To me, that is a really poor user experience. What if you have a list of 4 tasks to be done? That involves screaming a keyword 4 times in a row.
While voice is good at those one-off tasks, you really hit a barrier when you are trying to perform several tasks in a row or when the task is complex.
Voice Is Slow
What takes longer? Typing “What is the capital of Canada?” or saying “What is the capital of Canada?”
Wait. They actually take close to the same amount of time. I guess voice is pretty good for informational queries like that.
But beyond those simple commands and queries, what can you really do in a reasonable amount of time?
Are you going to write your next essay? Dictation services on the Mac have been around for a while, but people still choose to type. One of the reasons is because it is faster to type than to speak.
Unfortunately, there are many tasks that require detailed context, instructions, inputs, and conditionals that voice is unable to handle easily. What happens in these situations is that the user will be lead slowly down a decision making tree until the voice program has all the information.
What makes this experience worse is if you accidentally give the wrong information or the speaker fails to interpret your voice correctly. Then you have to cancel the flow and start over again.
No one wants to be asked 5 questions to accomplish one task. The time spent doing this is better used elsewhere. While I can schedule events using my Alexa, this is ultimately why I still choose to type the details into Google Calendar via my phone or laptop.
To me, this puts a limit on the ecosystem of voice applications which can be built. Consumers (at least for now) will only choose to stay engaged with tasks that can be invoked with quick one-liners. That’s only enough information in this short statement to stay within the realm of simple tasks.
Voice Is Inaccurate / Just Doesn’t Understand
Spotify has an amazing feature called the Daily Mix. It analyzes past songs preferences and pumps out a playlist that I always fall in love with.
“Alexa, play my daily mix on Spotify”
“I can’t find daily mix on Spotify”
This sucks. A human would have been able to understand, or at least ask a clarifying question. Instead, I’m just disappointed. Now I want to play some uplifting music.
“Alexa, play God’s Plan”
“God’s Plan by Daniel O’donnell”
Come on. There is only one “God’s Plan” Alexa should be playing. The chart-topping hit by Drake.
The ability to understand context for a seamless experience is sorely lacking, especially on Alexa.

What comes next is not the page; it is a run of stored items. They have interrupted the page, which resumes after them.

impl SubscriptionChannel {
    /// Create an idle channel with an empty listener registry.
    pub fn new() -> Self {
        Self {
            state: Arc::new(StdRwLock::new(ChannelState::Idle)),
            listeners: Arc::new(ListenerRegistry::default()),
            writer: Arc::new(Mutex::new(None)),
            shutdown: StdMutex::new(None),
        }
    }

    /// Current lifecycle state.
    pub fn state(&self) -> ChannelState {
        self.state
            .read()
            .expect("channel state lock poisoned")
            .clone()
    }

    /// Register a listener for the opening event.
    pub fn on_open(&self, listener: OpenListener) -> ListenerHandle {
        self.listeners.add_open(listener)
    }

    /// Register a listener for inbound push notifications.
    pub fn on_message(&self, listener: MessageListener) -> ListenerHandle {
        self.listeners.add_message(listener)
    }

    /// Register a listener for the closing event.
    pub fn on_closed(&self, listener: ClosedListener) -> ListenerHandle {
        self.listeners.add_closed(listener)
    }

    /// Register a listener for channel failures.
    pub fn on_error(&self, listener: ErrorListener) -> ListenerHandle {
        self.listeners.add_error(listener)
    }

    /// Deregister a previously registered listener.
    pub fn remove_listener(&self, handle: ListenerHandle) {
        self.listeners.remove(handle);
    }

    /// Open the channel against `endpoint_url` for `model_uri`.
    ///
    /// Returns `Err` only for the precondition violation of subscribing while
    /// a channel is open. Connect failures are reported through the error
    /// listeners and leave the channel `Errored`; the opening event fires to
    /// already-registered open listeners before any message is delivered.
    pub async fn subscribe(&self, endpoint_url: &str, model_uri: &str) -> ClientResult<()> {
        // Claim the channel before connecting so concurrent `subscribe` calls
        // cannot both pass the guard during the handshake. Only this call
        // transitions out of `Connecting`.
        {
            let mut state = self.state.write().expect("channel state lock poisoned");
            match &*state {
                ChannelState::Open(open_uri) | ChannelState::Connecting(open_uri) => {
                    return Err(ClientError::AlreadySubscribed(open_uri.clone()));
                }
                _ => *state = ChannelState::Connecting(model_uri.to_string()),
            }
        }

        debug!(%endpoint_url, "opening subscription channel");
        let stream = match connect_async(endpoint_url).await {
            Ok((stream, _)) => stream,
            Err(e) => {
                warn!(%endpoint_url, error = %e, "subscription connect failed");
                self.set_state(ChannelState::Errored);
                self.listeners
                    .fire_error(&ClientError::ConnectionFailed(e.to_string()));
                return Ok(());
            }
        };

        let (writer, reader) = stream.split();
        *self.writer.lock().await = Some(writer);

        let (shutdown_tx, shutdown_rx) = broadcast::channel(1);
        *self.shutdown.lock().expect("shutdown lock poisoned") = Some(shutdown_tx);

        self.set_state(ChannelState::Open(model_uri.to_string()));
        info!(%model_uri, "subscription channel open");
        self.listeners.fire_open();

        self.spawn_reader_task(reader, shutdown_rx);
        Ok(())
    }

    /// Close the channel locally.
    ///
    /// Sends a close frame, stops the reader task, and fires the closing
    /// event with code 1000. An in-flight message already queued for delivery
    /// may still reach listeners; nothing is delivered after the closing
    /// event. Fails with [`ClientError::NotSubscribed`] when no channel is
    /// open for `model_uri`.
    pub async fn unsubscribe(&self, model_uri: &str) -> ClientResult<()> {
        {
            let state = self.state.read().expect("channel state lock poisoned");
            match &*state {
                ChannelState::Open(open_uri) if open_uri == model_uri => {}
                _ => return Err(ClientError::NotSubscribed(model_uri.to_string())),
            }
        }

        // Mark closed before touching the socket so the reader task delivers
        // nothing past this point. A peer close racing us wins the transition
        // and has already fired the closing event.
        if !Self::terminate(&self.state, ChannelState::Closed) {
            return Err(ClientError::NotSubscribed(model_uri.to_string()));
        }

        if let Some(shutdown) = self
            .shutdown
            .lock()
            .expect("shutdown lock poisoned")
            .take()
        {
            let _ = shutdown.send(());
        }

        if let Some(mut writer) = self.writer.lock().await.take() {
            if let Err(e) = writer.send(Message::Close(None)).await {
                debug!(error = %e, "close frame not delivered");
            }
        } else {
            return Err(ClientError::ChannelClosed(model_uri.to_string()));
        }

        info!(%model_uri, "subscription channel unsubscribed");
        self.listeners.fire_closed(&CloseNotice {
            code: 1000,
            reason: "unsubscribe".to_string(),
        });
        Ok(())
    }

    fn set_state(&self, new_state: ChannelState) {
        *self.state.write().expect("channel state lock poisoned") = new_state;
    }

    /// Spawn the reader task: the single consumer of the socket. Routes each
    /// frame to the listeners and terminates on close, failure, or shutdown.
    fn spawn_reader_task(&self, mut reader: SocketReader, mut shutdown_rx: broadcast::Receiver<()>) {
        let state = Arc::clone(&self.state);
        let listeners = Arc::clone(&self.listeners);
        let writer = Arc::clone(&self.writer);

        tokio::spawn(async move {
            debug!("subscription reader task started");
            loop {
                tokio::select! {
                    _ = shutdown_rx.recv() => {
                        debug!("subscription reader received shutdown signal");
                        break;
                    }
                    frame = reader.next() => {
                        match frame {
                            Some(Ok(Message::Text(text))) => {
                                if Self::is_open(&state) {
                                    let message = SubscriptionMessage::from_frame(text.as_str());
                                    listeners.fire_message(&message);
                                }
                            }
                            Some(Ok(Message::Close(close_frame))) => {
                                let notice = match close_frame {
                                    Some(frame) => CloseNotice {
                                        code: u16::from(frame.code),
                                        reason: frame.reason.to_string(),
                                    },
                                    // 1005: the peer closed without a status code.
                                    None => CloseNotice {
                                        code: 1005,
                                        reason: String::new(),
                                    },
                                };
                                if Self::terminate(&state, ChannelState::Closed) {
                                    info!(code = notice.code, "subscription channel closed by peer");
                                    listeners.fire_closed(&notice);
                                }
                                break;
                            }
                            Some(Ok(_)) => {
                                // Binary and ping/pong control frames carry no
                                // model notifications.
                            }
                            Some(Err(e)) => {
                                if Self::terminate(&state, ChannelState::Errored) {
                                    warn!(error = %e, "subscription channel failed");
                                    listeners.fire_error(&ClientError::ConnectionFailed(e.to_string()));
                                }
                                break;
                            }
                            None => {
                                // 1006: the connection dropped without a close frame.
                                if Self::terminate(&state, ChannelState::Closed) {
                                    warn!("subscription connection lost");
                                    listeners.fire_closed(&CloseNotice {
                                        code: 1006,
                                        reason: "connection lost".to_string(),
                                    });
                                }
                                break;
                            }
                        }
                    }
                }
            }
            writer.lock().await.take();
            debug!("subscription reader task finished");
        });
    }

    fn is_open(state: &StdRwLock<ChannelState>) -> bool {
        matches!(
            &*state.read().expect("channel state lock poisoned"),
            ChannelState::Open(_)
        )
    }

    /// Transition out of `Open`; returns `false` when the channel already
    /// terminated (a local unsubscribe racing the reader), so terminal events
    /// fire at most once.
    fn terminate(state: &StdRwLock<ChannelState>, terminal: ChannelState) -> bool {
        let mut state = state.write().expect("channel state lock poisoned");
        if matches!(&*state, ChannelState::Open(_)) {
            *state = terminal;
            true
        } else {
            false
        }
    }
}
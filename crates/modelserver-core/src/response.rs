//! The response envelope returned by every model server call.

use std::fmt;

use serde::Serialize;

/// Immutable wrapper around a server reply, carrying the parsed body together
/// with the HTTP status line it arrived with.
///
/// The status fields are always populated, even when the server sent an empty
/// body (an empty delete confirmation, say) — body absence is an explicit
/// `None`, never a missing envelope. There are no mutation methods; every
/// transformation produces a new instance.
#[derive(Debug, Clone, PartialEq, Eq)]
pub struct Response<T> {
    /// Parsed reply body. `None` when the server sent an empty body.
    pub body: Option<T>,
    /// HTTP status code of the reply.
    pub status_code: u16,
    /// HTTP status message of the reply.
    pub status_message: String,
}

impl<T> Response<T> {
    /// Create a new envelope.
    pub fn new(body: Option<T>, status_code: u16, status_message: impl Into<String>) -> Self {
        Self {
            body,
            status_code,
            status_message: status_message.into(),
        }
    }

    /// Apply a pure function to the body, copying the status fields into the
    /// new envelope. An absent body stays absent.
    pub fn map_body<U>(self, mapper: impl FnOnce(T) -> U) -> Response<U> {
        Response {
            body: self.body.map(mapper),
            status_code: self.status_code,
            status_message: self.status_message,
        }
    }

    /// Replace the body outright, keeping the status fields. Used where a
    /// derived value (a marker check, say) stands in for the raw body.
    pub fn with_body<U>(self, body: U) -> Response<U> {
        Response {
            body: Some(body),
            status_code: self.status_code,
            status_message: self.status_message,
        }
    }
}

impl<T: Serialize> fmt::Display for Response<T> {
    /// Human-readable rendering for diagnostic display: status code, status
    /// message, and the JSON-stringified body or the literal `undefined`.
    fn fmt(&self, f: &mut fmt::Formatter<'_>) -> fmt::Result {
        let body = match &self.body {
            Some(body) => {
                serde_json::to_string(body).unwrap_or_else(|_| "<unserializable>".to_string())
            }
            None => "undefined".to_string(),
        };
        write!(
            f,
            "StatusCode: {}\nStatusMessage: {}\nBody: {}",
            self.status_code, self.status_message, body
        )
    }
}

#[cfg(test)]
mod tests {
    use super::*;
    use serde_json::{json, Value};

    #[test]
    fn map_body_preserves_status_fields() {
        let response = Response::new(Some(json!({"data": "x"})), 200, "OK");
        let mapped = response.map_body(|body| body["data"].clone());

        assert_eq!(mapped.status_code, 200);
        assert_eq!(mapped.status_message, "OK");
        assert_eq!(mapped.body, Some(json!("x")));
    }

    #[test]
    fn map_body_keeps_absent_body_absent() {
        let response: Response<Value> = Response::new(None, 204, "No Content");
        let mapped = response.map_body(|body| body.to_string());

        assert_eq!(mapped.body, None);
        assert_eq!(mapped.status_code, 204);
    }

    #[test]
    fn with_body_replaces_even_absent_body() {
        let response: Response<Value> = Response::new(None, 200, "OK");
        let replaced = response.with_body(false);

        assert_eq!(replaced.body, Some(false));
        assert_eq!(replaced.status_message, "OK");
    }

    #[test]
    fn display_renders_undefined_for_absent_body() {
        let response: Response<Value> = Response::new(None, 404, "Not Found");
        let rendered = response.to_string();

        assert!(rendered.contains("StatusCode: 404"));
        assert!(rendered.contains("StatusMessage: Not Found"));
        assert!(rendered.contains("Body: undefined"));
    }

    #[test]
    fn display_renders_json_body() {
        let response = Response::new(Some(json!({"type": "success"})), 200, "OK");
        assert!(response.to_string().contains(r#"Body: {"type":"success"}"#));
    }
}
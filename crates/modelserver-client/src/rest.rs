//! Minimal JSON REST transport.
//!
//! Serializes a body to JSON, issues the request with fixed JSON headers
//! against `base_url + path`, and normalizes the reply into a
//! [`Response`] envelope. Status codes are captured, never interpreted —
//! marker checks (`"success"`, `"confirm"`) belong to the client layer,
//! applied through the envelope's projection. No retries at this layer.

use std::time::Duration;

use percent_encoding::{utf8_percent_encode, AsciiSet, NON_ALPHANUMERIC};
use reqwest::{header, Client as HttpClient, Method};
use serde::de::DeserializeOwned;
use serde_json::Value;
use tracing::{debug, warn};

use modelserver_core::{ClientError, ClientResult, Response};

/// Characters escaped inside query keys and values: everything but ASCII
/// alphanumerics and `-_.~`. Reserved characters such as `#` and `/` inside a
/// model uri never leak into the request path.
const QUERY_COMPONENT: &AsciiSet = &NON_ALPHANUMERIC
    .remove(b'-')
    .remove(b'_')
    .remove(b'.')
    .remove(b'~');

/// Per-request timeout.
const REQUEST_TIMEOUT: Duration = Duration::from_secs(30);

/// A small helper for performing JSON REST requests against a fixed base URL.
#[derive(Debug, Clone)]
pub struct RestTransport {
    base_url: String,
    http: HttpClient,
}

impl RestTransport {
    /// Create a transport rooted at `base_url`.
    ///
    /// The base URL is normalized to end with exactly one trailing `/` so
    /// paths concatenate without double separators.
    pub fn new(base_url: impl Into<String>) -> ClientResult<Self> {
        let mut base_url = base_url.into();
        while base_url.ends_with('/') {
            base_url.pop();
        }
        base_url.push('/');

        let http = HttpClient::builder()
            .timeout(REQUEST_TIMEOUT)
            .build()
            .map_err(|e| ClientError::ConnectionFailed(e.to_string()))?;

        Ok(Self { base_url, http })
    }

    /// The normalized base URL, trailing slash included.
    pub fn base_url(&self) -> &str {
        &self.base_url
    }

    /// Issue a request and normalize the reply into a [`Response`].
    ///
    /// An empty reply body becomes `body: None` with the status fields still
    /// populated; a non-empty body that is not valid JSON is an error.
    pub async fn request<T: DeserializeOwned>(
        &self,
        method: Method,
        path: &str,
        body: Option<&Value>,
    ) -> ClientResult<Response<T>> {
        let url = format!("{}{}", self.base_url, path);
        debug!(%method, %url, "issuing model server request");

        let mut request = self
            .http
            .request(method, &url)
            .header(header::ACCEPT, "application/json")
            .header(header::CONTENT_TYPE, "application/json");

        if let Some(body) = body {
            let json = serde_json::to_string(body)
                .map_err(|e| ClientError::SerializationFailed(e.to_string()))?;
            request = request.body(json);
        }

        let reply = request
            .send()
            .await
            .map_err(|e| ClientError::ConnectionFailed(e.to_string()))?;

        let status_code = reply.status().as_u16();
        let status_message = reply
            .status()
            .canonical_reason()
            .unwrap_or_default()
            .to_string();

        let bytes = reply
            .bytes()
            .await
            .map_err(|e| ClientError::ReceiveFailed(e.to_string()))?;

        let body = if bytes.is_empty() {
            None
        } else {
            Some(serde_json::from_slice(&bytes).map_err(|e| {
                warn!(%url, error = %e, "model server reply was not valid JSON");
                ClientError::SerializationFailed(e.to_string())
            })?)
        };

        debug!(status_code, "model server reply received");
        Ok(Response::new(body, status_code, status_message))
    }

    /// Encode query parameters as a leading-`?`, `&`-joined, percent-encoded
    /// `key=value` string. An empty mapping yields an empty string.
    pub fn encode_query<'a>(parameters: impl IntoIterator<Item = (&'a str, &'a str)>) -> String {
        let encoded: Vec<String> = parameters
            .into_iter()
            .map(|(key, value)| {
                format!(
                    "{}={}",
                    utf8_percent_encode(key, QUERY_COMPONENT),
                    utf8_percent_encode(value, QUERY_COMPONENT)
                )
            })
            .collect();

        if encoded.is_empty() {
            String::new()
        } else {
            format!("?{}", encoded.join("&"))
        }
    }
}

#[cfg(test)]
mod tests {
    use super::*;

    #[test]
    fn base_url_gains_exactly_one_trailing_slash() {
        let transport = RestTransport::new("http://localhost:8081/api/v1").unwrap();
        assert_eq!(transport.base_url(), "http://localhost:8081/api/v1/");

        let transport = RestTransport::new("http://localhost:8081/api/v1//").unwrap();
        assert_eq!(transport.base_url(), "http://localhost:8081/api/v1/");
    }

    #[test]
    fn encode_query_is_empty_for_empty_mapping() {
        assert_eq!(RestTransport::encode_query([]), "");
    }

    #[test]
    fn encode_query_escapes_reserved_uri_characters() {
        let query = RestTransport::encode_query([("modeluri", "file:///tmp/a.ecore#main")]);
        assert_eq!(query, "?modeluri=file%3A%2F%2F%2Ftmp%2Fa.ecore%23main");
    }

    #[test]
    fn encode_query_joins_pairs_in_order() {
        let query = RestTransport::encode_query([("a", "1"), ("b", "two words")]);
        assert_eq!(query, "?a=1&b=two%20words");
    }
}
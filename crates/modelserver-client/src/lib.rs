//! # Model Server Client
//!
//! Client SDK for a remote model-persistence server: a typed REST
//! request/response layer plus a long-lived WebSocket subscription channel
//! delivering push notifications for a subscribed model.
//!
//! ## Overview
//!
//! - [`ModelServerClient`] — the stable API surface (get/getAll/delete/
//!   update/getSchema/configure/ping/edit/subscribe/unsubscribe)
//! - [`RestModelServerClient`] — the default implementation over
//!   [`RestTransport`]
//! - [`SubscriptionChannel`] — one push channel per client with four event
//!   kinds: opened, message, closed, errored
//!
//! Model payloads are opaque JSON; the client knows the server's path
//! conventions and query-parameter encoding, nothing about model content.
//!
//! ## Usage
//!
//! ```rust,no_run
//! use modelserver_client::{LaunchOptions, ModelServerClient, RestModelServerClient};
//!
//! #[tokio::main]
//! async fn main() -> Result<(), Box<dyn std::error::Error>> {
//!     let client = RestModelServerClient::new();
//!     client.initialize(Some(LaunchOptions::default())).await;
//!
//!     let alive = client.ping().await?;
//!     println!("server alive: {:?}", alive.body);
//!
//!     // Register listeners before subscribing; there is no event replay.
//!     client.on_message(Box::new(|notification| {
//!         println!("model changed: {:?}", notification);
//!     }));
//!     client.subscribe("file:///workspace/coffee.ecore").await?;
//!     Ok(())
//! }
//! ```

#![warn(
    missing_docs,
    missing_debug_implementations,
    rust_2018_idioms,
    unreachable_pub,
    clippy::all
)]
#![deny(unsafe_code)]

mod client;
mod rest;
mod subscription;

pub use client::{ModelServerClient, RestModelServerClient};
pub use rest::RestTransport;
pub use subscription::{
    ChannelState, CloseNotice, ClosedListener, ErrorListener, ListenerHandle, MessageListener,
    OpenListener, SubscriptionChannel, SubscriptionMessage,
};

// Re-export foundation types for convenience
pub use modelserver_core::{
    paths, ClientError, ClientResult, LaunchOptions, Response, ServerConfiguration,
};
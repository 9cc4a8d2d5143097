//! Per-run execution context.
//!
//! Everything an import run needs is carried here by value and passed by
//! reference through the call chain; nothing is memoized on ambient global
//! state. Cloning is cheap (all members are handles).

use crate::client::PlatformClient;
use crate::ledger::PlaceholderReferenceLedger;
use crate::user_finder::{UserFinder, UserResolver};
use hublift_core::{ImportSettings, JobQueue, ObjectType};
use hublift_state::{DeduplicationCache, ImportCounter, ImportScope, PageCursor, StateStore};
use sea_orm::DatabaseConnection;
use std::sync::Arc;

#[derive(Clone)]
pub struct RunContext {
    pub project_id: i64,
    /// Repository path on the external platform, e.g. `acme/widgets`.
    pub repo: String,
    pub settings: ImportSettings,
    pub db: DatabaseConnection,
    pub client: Arc<dyn PlatformClient>,
    pub queue: Arc<dyn JobQueue>,
    pub users: Arc<dyn UserResolver>,
    store: Arc<dyn StateStore>,
    dedup: DeduplicationCache,
    cursors: PageCursor,
    counters: ImportCounter,
}

impl RunContext {
    #[allow(clippy::too_many_arguments)]
    pub fn new(
        project_id: i64,
        repo: impl Into<String>,
        settings: ImportSettings,
        db: DatabaseConnection,
        client: Arc<dyn PlatformClient>,
        queue: Arc<dyn JobQueue>,
        users: Arc<dyn UserResolver>,
        store: Arc<dyn StateStore>,
    ) -> Self {
        let ttl = settings.state_ttl();
        Self {
            project_id,
            repo: repo.into(),
            settings,
            db,
            client,
            queue,
            users,
            dedup: DeduplicationCache::new(store.clone(), ttl),
            cursors: PageCursor::new(store.clone(), ttl),
            counters: ImportCounter::new(store.clone()),
            store,
        }
    }

    pub fn dedup(&self) -> &DeduplicationCache {
        &self.dedup
    }

    pub fn cursors(&self) -> &PageCursor {
        &self.cursors
    }

    pub fn counters(&self) -> &ImportCounter {
        &self.counters
    }

    pub fn store(&self) -> &Arc<dyn StateStore> {
        &self.store
    }

    pub fn scope_for(&self, object_type: ObjectType) -> ImportScope {
        ImportScope::new(self.project_id, object_type)
    }

    /// Author resolution for this run. Construction is handle clones only.
    pub fn user_finder(&self) -> UserFinder {
        UserFinder::new(
            self.project_id,
            self.settings.fallback_user_id,
            self.users.clone(),
            self.store.clone(),
            self.settings.state_ttl(),
        )
    }

    pub fn ledger(&self) -> PlaceholderReferenceLedger {
        PlaceholderReferenceLedger::new(self.db.clone())
    }
}
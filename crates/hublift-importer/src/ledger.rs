//! Placeholder-reference ledger.
//!
//! Whenever an authored record is written with the fallback user standing in
//! for an unresolved external identity, one row lands here. The ledger is the
//! durable work list for a later reconciliation pass; without it the original
//! authorship would be silently lost.

use hublift_entities::placeholder_references;
use sea_orm::{ColumnTrait, DatabaseConnection, DbErr, EntityTrait, QueryFilter, Set};
use tracing::debug;

/// One unresolved authorship: `record_table.column_name` of `record_id` holds
/// the fallback user instead of external user `external_user_id`.
#[derive(Debug, Clone, PartialEq, Eq)]
pub struct PlaceholderReference {
    pub record_table: &'static str,
    pub record_id: i64,
    pub column_name: &'static str,
    pub external_user_id: i64,
    pub external_login: Option<String>,
}

#[derive(Clone)]
pub struct PlaceholderReferenceLedger {
    db: DatabaseConnection,
}

impl PlaceholderReferenceLedger {
    pub fn new(db: DatabaseConnection) -> Self {
        Self { db }
    }

    /// Record one unresolved authorship. Exactly one row per record/column
    /// pair is expected; the caller only pushes after substituting the
    /// fallback user.
    pub async fn push(
        &self,
        project_id: i64,
        reference: PlaceholderReference,
    ) -> Result<(), DbErr> {
        debug!(
            project_id,
            table = reference.record_table,
            record_id = reference.record_id,
            column = reference.column_name,
            external_user_id = reference.external_user_id,
            "Recording placeholder reference"
        );
        placeholder_references::Entity::insert(row(project_id, reference))
            .exec_without_returning(&self.db)
            .await?;
        Ok(())
    }

    /// Record a batch of unresolved authorships in one write.
    pub async fn push_many(
        &self,
        project_id: i64,
        references: Vec<PlaceholderReference>,
    ) -> Result<(), DbErr> {
        if references.is_empty() {
            return Ok(());
        }
        let rows: Vec<placeholder_references::ActiveModel> = references
            .into_iter()
            .map(|reference| row(project_id, reference))
            .collect();
        placeholder_references::Entity::insert_many(rows)
            .exec_without_returning(&self.db)
            .await?;
        Ok(())
    }

    /// All pending references for one project, for reconciliation tooling.
    pub async fn pending(
        &self,
        project_id: i64,
    ) -> Result<Vec<placeholder_references::Model>, DbErr> {
        placeholder_references::Entity::find()
            .filter(placeholder_references::Column::ProjectId.eq(project_id))
            .all(&self.db)
            .await
    }
}

fn row(
    project_id: i64,
    reference: PlaceholderReference,
) -> placeholder_references::ActiveModel {
    placeholder_references::ActiveModel {
        project_id: Set(project_id),
        record_table: Set(reference.record_table.to_string()),
        record_id: Set(reference.record_id),
        column_name: Set(reference.column_name.to_string()),
        external_user_id: Set(reference.external_user_id),
        external_login: Set(reference.external_login),
        created_at: Set(chrono::Utc::now()),
        ..Default::default()
    }
}
//! Attachment import: references to uploaded assets on already-imported
//! records. Asset ids are opaque strings upstream.

use crate::adapter::ObjectAdapter;
use crate::context::RunContext;
use crate::error::ImportTaskError;
use async_trait::async_trait;
use hublift_core::{ObjectRepresentation, ObjectType};
use hublift_entities::attachments;
use sea_orm::{ColumnTrait, EntityTrait, QueryFilter, Set};
use serde::Deserialize;
use serde_json::Value;
use tracing::debug;

use super::{parse_payload, timestamp_or_now};

pub struct AttachmentAdapter;

#[derive(Debug, Deserialize)]
struct AttachmentPayload {
    id: String,
    /// Object type of the owning record, e.g. "issue" or "release".
    record_type: String,
    record_external_id: String,
    url: String,
}

#[async_trait]
impl ObjectAdapter for AttachmentAdapter {
    fn object_type(&self) -> ObjectType {
        ObjectType::Attachment
    }

    fn collection_name(&self) -> &'static str {
        "attachments"
    }

    fn task_type(&self) -> &'static str {
        "import_attachment"
    }

    /// Attachment ids are strings upstream.
    fn already_imported_id(&self, raw: &Value) -> Option<String> {
        match raw.get("id")? {
            Value::String(id) if !id.is_empty() => Some(id.clone()),
            Value::Number(id) => Some(id.to_string()),
            _ => None,
        }
    }

    async fn import_object(
        &self,
        ctx: &RunContext,
        representation: &ObjectRepresentation,
    ) -> Result<(), ImportTaskError> {
        let payload: AttachmentPayload = parse_payload(representation)?;

        let existing = attachments::Entity::find()
            .filter(attachments::Column::ProjectId.eq(ctx.project_id))
            .filter(attachments::Column::ExternalId.eq(&payload.id))
            .one(&ctx.db)
            .await?;
        if existing.is_some() {
            debug!(external_id = %payload.id, "Attachment already imported, skipping");
            return Ok(());
        }

        attachments::Entity::insert(attachments::ActiveModel {
            project_id: Set(ctx.project_id),
            external_id: Set(payload.id),
            record_type: Set(payload.record_type),
            record_external_id: Set(payload.record_external_id),
            url: Set(payload.url),
            created_at: Set(timestamp_or_now(representation.created_at)),
            ..Default::default()
        })
        .exec_with_returning(&ctx.db)
        .await?;

        Ok(())
    }
}

#[cfg(test)]
mod tests {
    use super::*;
    use crate::test_support::{test_context_with, CollectingQueue, ScriptedClient};
    use crate::user_finder::MapUserResolver;
    use hublift_core::ImportSettings;
    use sea_orm::{DatabaseBackend, MockDatabase};
    use serde_json::json;
    use std::sync::Arc;

    #[test]
    fn dedup_id_accepts_string_and_numeric_ids() {
        let adapter = AttachmentAdapter;
        assert_eq!(
            adapter.already_imported_id(&json!({"id": "abc-123"})),
            Some("abc-123".to_string())
        );
        assert_eq!(
            adapter.already_imported_id(&json!({"id": 55})),
            Some("55".to_string())
        );
        assert_eq!(adapter.already_imported_id(&json!({"id": ""})), None);
        assert_eq!(adapter.already_imported_id(&json!({"url": "x"})), None);
    }

    #[tokio::test]
    async fn imports_an_asset_reference() {
        let db = MockDatabase::new(DatabaseBackend::Postgres)
            .append_query_results::<attachments::Model, _, _>([vec![]])
            .append_query_results([vec![attachments::Model {
                id: 1,
                project_id: 1,
                external_id: "abc-123".to_string(),
                record_type: "issue".to_string(),
                record_external_id: "12".to_string(),
                url: "https://cdn.example.com/abc-123.png".to_string(),
                created_at: chrono::Utc::now(),
            }]])
            .into_connection();
        let ctx = test_context_with(
            db,
            Arc::new(ScriptedClient::new()),
            Arc::new(CollectingQueue::new()),
            Arc::new(MapUserResolver::empty()),
            ImportSettings::default(),
        );

        let repr = ObjectRepresentation::new(
            ObjectType::Attachment,
            "abc-123",
            json!({
                "id": "abc-123",
                "record_type": "issue",
                "record_external_id": "12",
                "url": "https://cdn.example.com/abc-123.png"
            }),
        );
        AttachmentAdapter.import_object(&ctx, &repr).await.unwrap();

        assert_eq!(ctx.db.into_transaction_log().len(), 2);
    }
}
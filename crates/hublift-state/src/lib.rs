//! Externally shared, atomically updatable import state.
//!
//! Every piece of progress a driver run makes lives here rather than in
//! process memory, so redundant or at-least-once re-executions of the same
//! run are safe by construction. The store exposes single-key idempotent
//! reads and writes only; no multi-key transactions are required.

pub mod counters;
pub mod cursor;
pub mod dedup;
pub mod error;
pub mod redis_store;
pub mod scope;
pub mod store;

pub use counters::{ImportCounter, ImportTallies};
pub use cursor::PageCursor;
pub use dedup::DeduplicationCache;
pub use error::StateError;
pub use redis_store::RedisStateStore;
pub use scope::{CursorScope, ImportScope};
pub use store::{MemoryStateStore, StateStore};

Google Assistant was able to successfully play “God’s Plan” by Drake when asked. However, when asked to play my daily mix…
While I’m sure voice technology will continue advance in its ability to comprehend context, that really only solves the third problem of being unable to understand context properly. It will still be slow. It will still require some clunky keyword.
What I am personally much more excited about is the advent and perfection of Augmented Reality. I think a gesture-based AR system be faster, smoother, more intuitive, and much more fun than voice can ever be. At it’s best, I think voice would be a complementary technology to AR, but not something worth proclaiming a revolution over.